§ What the task asks: Give back every line of the data, transcribed exactly.

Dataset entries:
//! Error types for the retrieval stage.

use thiserror::Error;

/// Errors that can occur while searching for candidate papers.
#[derive(Debug, Error)]
pub enum RetrievalError {
    /// Rate-limit retries were exhausted.
    #[error("rate limit exceeded after {attempts} attempts")]
    Exhausted {
        /// Number of requests issued before giving up.
        attempts: u32,
    },

    /// The search service answered with a non-retryable status.
    #[error("search service returned status {status}: {body}")]
    Status {
        /// HTTP status code.
        status: u16,
        /// Response body, possibly truncated.
        body: String,
    },

    /// HTTP request failed before a response was received.
    #[error("HTTP request failed: {0}")]
    Transport(#[from] reqwest::Error),

    /// Response body did not match the expected shape.
    #[error("could not decode search response: {0}")]
    Decode(#[from] serde_json::Error),

    /// Search URL could not be built.
    #[error("invalid search URL: {0}")]
    InvalidUrl(#[from] url::ParseError),

    /// The configured API key cannot be sent as a header value.
    #[error("invalid Semantic Scholar API key: {0}")]
    InvalidApiKey(#[from] reqwest::header::InvalidHeaderValue),
}

impl RetrievalError {
    /// Check if this error came from running out of rate-limit retries.
    #[must_use]
    pub const fn is_exhausted(&self) -> bool {
        matches!(self, Self::Exhausted { .. })
    }

    /// HTTP status attached to this error, if any.
    #[must_use]
    pub const fn status(&self) -> Option<u16> {
        match self {
            Self::Status { status, .. } => Some(*status),
            Self::Exhausted { .. } => Some(429),
            _ => None,
        }
    }
}

#[cfg(test)]
mod tests {
    use super::*;

    #[test]
    fn test_exhausted_reports_rate_limit() {
        let err = RetrievalError::Exhausted { attempts: 5 };
        assert!(err.is_exhausted());
        assert_eq!(err.status(), Some(429));
        assert_eq!(err.to_string(), "rate limit exceeded after 5 attempts");
    }

    #[test]
    fn test_status_error() {
        let err = RetrievalError::Status {
            status: 500,
            body: "boom".to_string(),
        };
        assert!(!err.is_exhausted());
        assert_eq!(err.status(), Some(500));
    }

    #[test]
    fn test_invalid_api_key_has_no_status() {
        let header = reqwest::header::HeaderValue::from_str("bad\nkey");
        assert!(header.is_err());
        let Err(source) = header else { return };
        let err = RetrievalError::from(source);
        assert!(matches!(err, RetrievalError::InvalidApiKey(_)));
        assert_eq!(err.status(), None);
    }
}
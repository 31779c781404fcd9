//! HTTP transport for the Semantic Scholar paper search endpoint.

use std::future::Future;
use std::pin::Pin;

use reqwest::header::{ACCEPT, HeaderMap, HeaderValue};

use crate::config::SearchConfig;
use crate::scholar::error::RetrievalError;

/// Paper search path under the Graph API base URL.
const SEARCH_PATH: &str = "graph/v1/paper/search";

/// Longest response body kept in status errors.
const MAX_ERROR_BODY_CHARS: usize = 512;

/// Boxed future type for transport operations.
pub type TransportFuture<'a, T> = Pin<Box<dyn Future<Output = T> + Send + 'a>>;

/// One search request.
#[derive(Clone, Debug, PartialEq, Eq)]
pub struct SearchRequest {
    /// Free-text query.
    pub query: String,
    /// Maximum number of records.
    pub limit: usize,
    /// Comma separated record fields.
    pub fields: String,
}

/// Status and body of one search response.
#[derive(Clone, Debug, PartialEq, Eq)]
pub struct TransportResponse {
    /// HTTP status code.
    pub status: u16,
    /// Raw response body.
    pub body: String,
}

impl TransportResponse {
    /// Build a response from parts.
    #[must_use]
    pub fn new(status: u16, body: impl Into<String>) -> Self {
        Self {
            status,
            body: body.into(),
        }
    }

    /// Whether the service asked the caller to slow down.
    #[must_use]
    pub const fn is_rate_limited(&self) -> bool {
        self.status == 429
    }

    /// Whether the status is in the 2xx range.
    #[must_use]
    pub const fn is_success(&self) -> bool {
        self.status >= 200 && self.status < 300
    }

    /// Convert a non-success response into an error.
    #[must_use]
    pub fn into_status_error(self) -> RetrievalError {
        RetrievalError::Status {
            status: self.status,
            body: self.body.chars().take(MAX_ERROR_BODY_CHARS).collect(),
        }
    }
}

/// Trait abstraction over the search endpoint.
pub trait SearchTransport: Send + Sync {
    /// Issue a single search request.
    ///
    /// Non-success statuses are returned as responses, not errors.
    ///
    /// # Errors
    /// Returns an error if no response could be obtained.
    fn fetch<'a>(
        &'a self,
        request: &'a SearchRequest,
    ) -> TransportFuture<'a, Result<TransportResponse, RetrievalError>>;
}

/// Reqwest-backed transport.
#[derive(Clone, Debug)]
pub struct HttpTransport {
    client: reqwest::Client,
    base_url: url::Url,
}

impl HttpTransport {
    /// Create a transport from the search configuration.
    ///
    /// # Errors
    /// Returns an error if the base URL is invalid, the API key is not a valid
    /// header value, or the client cannot be built.
    pub fn new(config: &SearchConfig) -> Result<Self, RetrievalError> {
        let base_url = normalize_base(&config.base_url)?;

        let mut headers = HeaderMap::new();
        headers.insert(ACCEPT, HeaderValue::from_static("application/json"));
        if let Some(key) = &config.api_key {
            let mut value = HeaderValue::from_str(key.trim())?;
            value.set_sensitive(true);
            headers.insert("x-api-key", value);
        }

        let client = reqwest::Client::builder()
            .default_headers(headers)
            .timeout(config.request_timeout)
            .build()?;

        Ok(Self { client, base_url })
    }

    fn build_url(&self, request: &SearchRequest) -> Result<url::Url, RetrievalError> {
        let mut url = self.base_url.join(SEARCH_PATH)?;
        url.query_pairs_mut()
            .append_pair("query", &request.query)
            .append_pair("limit", &request.limit.to_string())
            .append_pair("fields", &request.fields);
        Ok(url)
    }
}

impl SearchTransport for HttpTransport {
    fn fetch<'a>(
        &'a self,
        request: &'a SearchRequest,
    ) -> TransportFuture<'a, Result<TransportResponse, RetrievalError>> {
        Box::pin(async move {
            let url = self.build_url(request)?;
            let response = self.client.get(url).send().await?;
            let status = response.status().as_u16();
            let body = response.text().await?;
            Ok::<_, RetrievalError>(TransportResponse { status, body })
        })
    }
}

/// Make sure `Url::join` appends to the base path instead of replacing it.
fn normalize_base(base: &str) -> Result<url::Url, url::ParseError> {
    if base.ends_with('/') {
        url::Url::parse(base)
    } else {
        url::Url::parse(&format!("{base}/"))
    }
}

§ Answer space:
//! Error types for the retrieval stage.

use thiserror::Error;

/// Errors that can occur while searching for candidate papers.
#[derive(Debug, Error)]
pub enum RetrievalError {
    /// Rate-limit retries were exhausted.
    #[error("rate limit exceeded after {attempts} attempts")]
    Exhausted {
        /// Number of requests issued before giving up.
        attempts: u32,
    },

    /// The search service answered with a non-retryable status.
    #[error("search service returned status {status}: {body}")]
    Status {
        /// HTTP status code.
        status: u16,
        /// Response body, possibly truncated.
        body: String,
    },

    /// HTTP request failed before a response was received.
    #[error("HTTP request failed: {0}")]
    Transport(#[from] reqwest::Error),

    /// Response body did not match the expected shape.
    #[error("could not decode search response: {0}")]
    Decode(#[from] serde_json::Error),

    /// Search URL could not be built.
    #[error("invalid search URL: {0}")]
    InvalidUrl(#[from] url::ParseError),

    /// The configured API key cannot be sent as a header value.
    #[error("invalid Semantic Scholar API key: {0}")]
    InvalidApiKey(#[from] reqwest::header::InvalidHeaderValue),
}

impl RetrievalError {
    /// Check if this error came from running out of rate-limit retries.
    #[must_use]
    pub const fn is_exhausted(&self) -> bool {
        matches!(self, Self::Exhausted { .. })
    }

    /// HTTP status attached to this error, if any.
    #[must_use]
    pub const fn status(&self) -> Option<u16> {
        match self {
            Self::Status { status, .. } => Some(*status),
            Self::Exhausted { .. } => Some(429),
            _ => None,
        }
    }
}

#[cfg(test)]
mod tests {
    use super::*;

    #[test]
    fn test_exhausted_reports_rate_limit() {
        let err = RetrievalError::Exhausted { attempts: 5 };
        assert!(err.is_exhausted());
        assert_eq!(err.status(), Some(429));
        assert_eq!(err.to_string(), "rate limit exceeded after 5 attempts");
    }

    #[test]
    fn test_status_error() {
        let err = RetrievalError::Status {
            status: 500,
            body: "boom".to_string(),
        };
        assert!(!err.is_exhausted());
        assert_eq!(err.status(), Some(500));
    }

    #[test]
    fn test_invalid_api_key_has_no_status() {
        let header = reqwest::header::HeaderValue::from_str("bad\nkey");
        assert!(header.is_err());
        let Err(source) = header else { return };
        let err = RetrievalError::from(source);
        assert!(matches!(err, RetrievalError::InvalidApiKey(_)));
        assert_eq!(err.status(), None);
    }
}
repository 31779c781404fcd9
//! HTTP transport for the Semantic Scholar paper search endpoint.

use std::future::Future;
use std::pin::Pin;

use reqwest::header::{ACCEPT, HeaderMap, HeaderValue};

use crate::config::SearchConfig;
use crate::scholar::error::RetrievalError;

/// Paper search path under the Graph API base URL.
const SEARCH_PATH: &str = "graph/v1/paper/search";

/// Longest response body kept in status errors.
const MAX_ERROR_BODY_CHARS: usize = 512;

/// Boxed future type for transport operations.
pub type TransportFuture<'a, T> = Pin<Box<dyn Future<Output = T> + Send + 'a>>;

/// One search request.
#[derive(Clone, Debug, PartialEq, Eq)]
pub struct SearchRequest {
    /// Free-text query.
    pub query: String,
    /// Maximum number of records.
    pub limit: usize,
    /// Comma separated record fields.
    pub fields: String,
}

/// Status and body of one search response.
#[derive(Clone, Debug, PartialEq, Eq)]
pub struct TransportResponse {
    /// HTTP status code.
    pub status: u16,
    /// Raw response body.
    pub body: String,
}

impl TransportResponse {
    /// Build a response from parts.
    #[must_use]
    pub fn new(status: u16, body: impl Into<String>) -> Self {
        Self {
            status,
            body: body.into(),
        }
    }

    /// Whether the service asked the caller to slow down.
    #[must_use]
    pub const fn is_rate_limited(&self) -> bool {
        self.status == 429
    }

    /// Whether the status is in the 2xx range.
    #[must_use]
    pub const fn is_success(&self) -> bool {
        self.status >= 200 && self.status < 300
    }

    /// Convert a non-success response into an error.
    #[must_use]
    pub fn into_status_error(self) -> RetrievalError {
        RetrievalError::Status {
            status: self.status,
            body: self.body.chars().take(MAX_ERROR_BODY_CHARS).collect(),
        }
    }
}

/// Trait abstraction over the search endpoint.
pub trait SearchTransport: Send + Sync {
    /// Issue a single search request.
    ///
    /// Non-success statuses are returned as responses, not errors.
    ///
    /// # Errors
    /// Returns an error if no response could be obtained.
    fn fetch<'a>(
        &'a self,
        request: &'a SearchRequest,
    ) -> TransportFuture<'a, Result<TransportResponse, RetrievalError>>;
}

/// Reqwest-backed transport.
#[derive(Clone, Debug)]
pub struct HttpTransport {
    client: reqwest::Client,
    base_url: url::Url,
}

impl HttpTransport {
    /// Create a transport from the search configuration.
    ///
    /// # Errors
    /// Returns an error if the base URL is invalid, the API key is not a valid
    /// header value, or the client cannot be built.
    pub fn new(config: &SearchConfig) -> Result<Self, RetrievalError> {
        let base_url = normalize_base(&config.base_url)?;

        let mut headers = HeaderMap::new();
        headers.insert(ACCEPT, HeaderValue::from_static("application/json"));
        if let Some(key) = &config.api_key {
            let mut value = HeaderValue::from_str(key.trim())?;
            value.set_sensitive(true);
            headers.insert("x-api-key", value);
        }

        let client = reqwest::Client::builder()
            .default_headers(headers)
            .timeout(config.request_timeout)
            .build()?;

        Ok(Self { client, base_url })
    }

    fn build_url(&self, request: &SearchRequest) -> Result<url::Url, RetrievalError> {
        let mut url = self.base_url.join(SEARCH_PATH)?;
        url.query_pairs_mut()
            .append_pair("query", &request.query)
            .append_pair("limit", &request.limit.to_string())
            .append_pair("fields", &request.fields);
        Ok(url)
    }
}

impl SearchTransport for HttpTransport {
    fn fetch<'a>(
        &'a self,
        request: &'a SearchRequest,
    ) -> TransportFuture<'a, Result<TransportResponse, RetrievalError>> {
        Box::pin(async move {
            let url = self.build_url(request)?;
            let response = self.client.get(url).send().await?;
            let status = response.status().as_u16();
            let body = response.text().await?;
            Ok::<_, RetrievalError>(TransportResponse { status, body })
        })
    }
}

/// Make sure `Url::join` appends to the base path instead of replacing it.
fn normalize_base(base: &str) -> Result<url::Url, url::ParseError> {
    if base.ends_with('/') {
        url::Url::parse(base)
    } else {
        url::Url::parse(&format!("{base}/"))
    }
}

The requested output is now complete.